Это автографическое постоянство свидетельствует о тайно сознаваемом единстве личности, не расчленяющей самое себя на литературную (официально-парадную) и интимную (семейно-бытовую) ипостаси.
В письме к Любимову он называет лишь одну причину, по которой ему следует «бежать из Петербурга». Между тем имеется и другая: уже решено отправиться на московские торжества, куда его так усиленно зазывают.
Он должен явиться в Москву не с пустыми руками. Следовало сочинить текст.

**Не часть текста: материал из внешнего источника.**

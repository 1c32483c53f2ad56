// Copyright 2025 Lablup Inc. and Jeongkyu Shin
//
// Licensed under the Apache License, Version 2.0 (the "License");
// you may not use this file except in compliance with the License.
// You may obtain a copy of the License at
//
//     http://www.apache.org/licenses/LICENSE-2.0
//
// Unless required by applicable law or agreed to in writing, software
// distributed under the License is distributed on an "AS IS" BASIS,
// WITHOUT WARRANTIES OR CONDITIONS OF ANY KIND, either express or implied.
// See the License for the specific language governing permissions and
// limitations under the License.

use russh::client::{Config, Handle, Handler};
use std::fmt;
use std::net::SocketAddr;
use std::sync::Arc;
use std::time::Duration;

use super::authentication::{authenticate, AuthMethod, ServerCheckMethod};
use super::Error;

const KEEPALIVE_INTERVAL: Duration = Duration::from_secs(30);
const KEEPALIVE_MAX: usize = 3;

fn session_config() -> Arc<Config> {
    Arc::new(Config {
        keepalive_interval: Some(KEEPALIVE_INTERVAL),
        keepalive_max: KEEPALIVE_MAX,
        ..Config::default()
    })
}

/// An authenticated `russh` connection.
pub struct Client {
    pub(super) connection_handle: Handle<ClientHandler>,
    pub(super) username: String,
    pub(super) address: SocketAddr,
}

impl Client {
    /// Resolve `host`, dial the first address that answers and authenticate
    /// with `auth` in order.
    pub async fn connect(
        host: &str,
        port: u16,
        username: &str,
        auth: &[AuthMethod],
        server_check: ServerCheckMethod,
    ) -> Result<Self, Error> {
        let addresses: Vec<SocketAddr> = tokio::net::lookup_host((host, port))
            .await
            .map_err(Error::AddressInvalid)?
            .collect();

        let (address, mut handle) = dial(host, &addresses, &server_check).await?;
        authenticate(&mut handle, username, auth).await?;

        Ok(Self {
            connection_handle: handle,
            username: username.to_string(),
            address,
        })
    }

    pub async fn disconnect(&self) -> Result<(), Error> {
        self.connection_handle
            .disconnect(russh::Disconnect::ByApplication, "", "")
            .await
            .map_err(Error::SshError)
    }

    pub fn is_closed(&self) -> bool {
        self.connection_handle.is_closed()
    }
}

/// Try each resolved address in turn; the last failure is returned.
async fn dial(
    host: &str,
    addresses: &[SocketAddr],
    server_check: &ServerCheckMethod,
) -> Result<(SocketAddr, Handle<ClientHandler>), Error> {
    let config = session_config();
    let mut last_error = None;

    for &address in addresses {
        let handler = ClientHandler::new(host.to_string(), address.port(), server_check.clone());
        match russh::client::connect(Arc::clone(&config), address, handler).await {
            Ok(handle) => return Ok((address, handle)),
            Err(e) => {
                tracing::debug!("Dialing {} ({}) failed: {}", host, address, e);
                last_error = Some(e);
            }
        }
    }

    Err(last_error.unwrap_or_else(|| {
        Error::AddressInvalid(std::io::Error::new(
            std::io::ErrorKind::NotFound,
            format!("no address to dial for {host}"),
        ))
    }))
}

impl fmt::Debug for Client {
    fn fmt(&self, f: &mut fmt::Formatter<'_>) -> fmt::Result {
        f.debug_struct("Client")
            .field("username", &self.username)
            .field("address", &self.address)
            .finish_non_exhaustive()
    }
}

/// Host key policy for one connection.
#[derive(Debug, Clone)]
pub struct ClientHandler {
    hostname: String,
    port: u16,
    server_check: ServerCheckMethod,
}

impl ClientHandler {
    pub fn new(hostname: String, port: u16, server_check: ServerCheckMethod) -> Self {
        Self {
            hostname,
            port,
            server_check,
        }
    }
}

impl Handler for ClientHandler {
    type Error = Error;

    async fn check_server_key(
        &mut self,
        server_public_key: &russh::keys::PublicKey,
    ) -> Result<bool, Self::Error> {
        match &self.server_check {
            ServerCheckMethod::NoCheck => Ok(true),
            ServerCheckMethod::KnownHostsFile(path) => {
                let known = russh::keys::check_known_hosts_path(
                    &self.hostname,
                    self.port,
                    server_public_key,
                    path,
                )
                .map_err(|e| {
                    tracing::warn!("Host key check for {} failed: {}", self.hostname, e);
                    Error::ServerCheckFailed
                })?;
                if !known {
                    tracing::warn!("{} is not listed in {:?}", self.hostname, path);
                }
                Ok(known)
            }
        }
    }
}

Этому ещё не созданному тексту (ради которого он готов оторваться даже от романа) он придаёт чрезвычайное значение.
В Старую Руссу следовало «бежать» как можно скорее.
Когда же он оставил Петербург?
При попытке ответить на этот вопрос обнаруживаются вещи довольно странные.
Желание государыни цесаревны
5 мая 1880 года А. И. Толстая, вдова вице-президента Академии художеств Ф. П. Толстого, пишет дочери: «Вчера… не медля ни минуты, отвезла твоё письмо к Достоевскому; хорошо что не отложила, – сегодня утром они уехали на дачу в Старую Руссу»[542].